(Saved data entries)

************

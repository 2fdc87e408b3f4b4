use digest::Digest;

use super::StrongDigest;

/// Streaming MD4 hasher, the legacy strong checksum.
///
/// MD4 is cryptographically broken and only remains for compatibility with
/// signatures produced by older tools; new signatures should prefer
/// [`Blake2`](super::Blake2).
#[derive(Clone, Debug, Default)]
pub struct Md4 {
    inner: md4::Md4,
}

impl Md4 {
    /// Creates a hasher with an empty state.
    #[must_use]
    pub fn new() -> Self {
        Self { inner: md4::Md4::new() }
    }
}

impl StrongDigest for Md4 {
    type Digest = [u8; 16];
    const DIGEST_LEN: usize = 16;

    fn new() -> Self {
        Md4::new()
    }

    fn update(&mut self, data: &[u8]) {
        self.inner.update(data);
    }

    fn finalize(self) -> Self::Digest {
        self.inner.finalize().into()
    }
}

#[cfg(test)]
mod tests {
    use super::*;

    fn to_hex(bytes: &[u8]) -> String {
        use std::fmt::Write as _;

        let mut out = String::with_capacity(bytes.len() * 2);
        for byte in bytes {
            write!(&mut out, "{byte:02x}").expect("write! to String cannot fail");
        }
        out
    }

    #[test]
    fn md4_matches_rfc_1320_vectors() {
        let vectors = [
            (b"".as_slice(), "31d6cfe0d16ae931b73c59d7e0c089c0"),
            (b"a".as_slice(), "bde52cb31de33e46245e05fbdbd6fb24"),
            (b"abc".as_slice(), "a448017aaf21d8525fc10ae87aa6729d"),
            (
                b"message digest".as_slice(),
                "d9130a8164549fe818874806e1c7014b",
            ),
        ];

        for (input, expected_hex) in vectors {
            let mut hasher = <Md4 as StrongDigest>::new();
            let mid = input.len() / 2;
            hasher.update(&input[..mid]);
            hasher.update(&input[mid..]);
            assert_eq!(to_hex(&hasher.finalize()), expected_hex);
        }
    }
}
#[derive(Debug, Clone)]
pub struct PoolMetrics {
    pub pending_tasks: usize,
    pub submitted_tasks: usize,
    pub completed_tasks: usize,
    pub live_workers: usize,
    pub panicked_workers: usize,
}

impl PoolMetrics {
    pub fn in_flight(&self) -> usize {
        self.submitted_tasks
            .saturating_sub(self.completed_tasks)
            .saturating_sub(self.pending_tasks)
    }

    pub fn utilization(&self) -> f64 {
        if self.live_workers == 0 {
            return 0.0;
        }
        self.in_flight() as f64 / self.live_workers as f64
    }

    pub fn loss_rate(&self) -> f64 {
        if self.live_workers + self.panicked_workers == 0 {
            return 0.0;
        }
        self.panicked_workers as f64 / (self.live_workers + self.panicked_workers) as f64
    }
}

************

• [Task]: Only one stretch is wanted, so please give again exactly the lines from the start of the data through the line containing "let mut out", both ends included.

• [Solution to this problem]:
repository 2fdc87e408b3f4b4
use digest::Digest;

use super::StrongDigest;

/// Streaming MD4 hasher, the legacy strong checksum.
///
/// MD4 is cryptographically broken and only remains for compatibility with
/// signatures produced by older tools; new signatures should prefer
/// [`Blake2`](super::Blake2).
#[derive(Clone, Debug, Default)]
pub struct Md4 {
    inner: md4::Md4,
}

impl Md4 {
    /// Creates a hasher with an empty state.
    #[must_use]
    pub fn new() -> Self {
        Self { inner: md4::Md4::new() }
    }
}

impl StrongDigest for Md4 {
    type Digest = [u8; 16];
    const DIGEST_LEN: usize = 16;

    fn new() -> Self {
        Md4::new()
    }

    fn update(&mut self, data: &[u8]) {
        self.inner.update(data);
    }

    fn finalize(self) -> Self::Digest {
        self.inner.finalize().into()
    }
}

#[cfg(test)]
mod tests {
    use super::*;

    fn to_hex(bytes: &[u8]) -> String {
        use std::fmt::Write as _;

        let mut out = String::with_capacity(bytes.len() * 2);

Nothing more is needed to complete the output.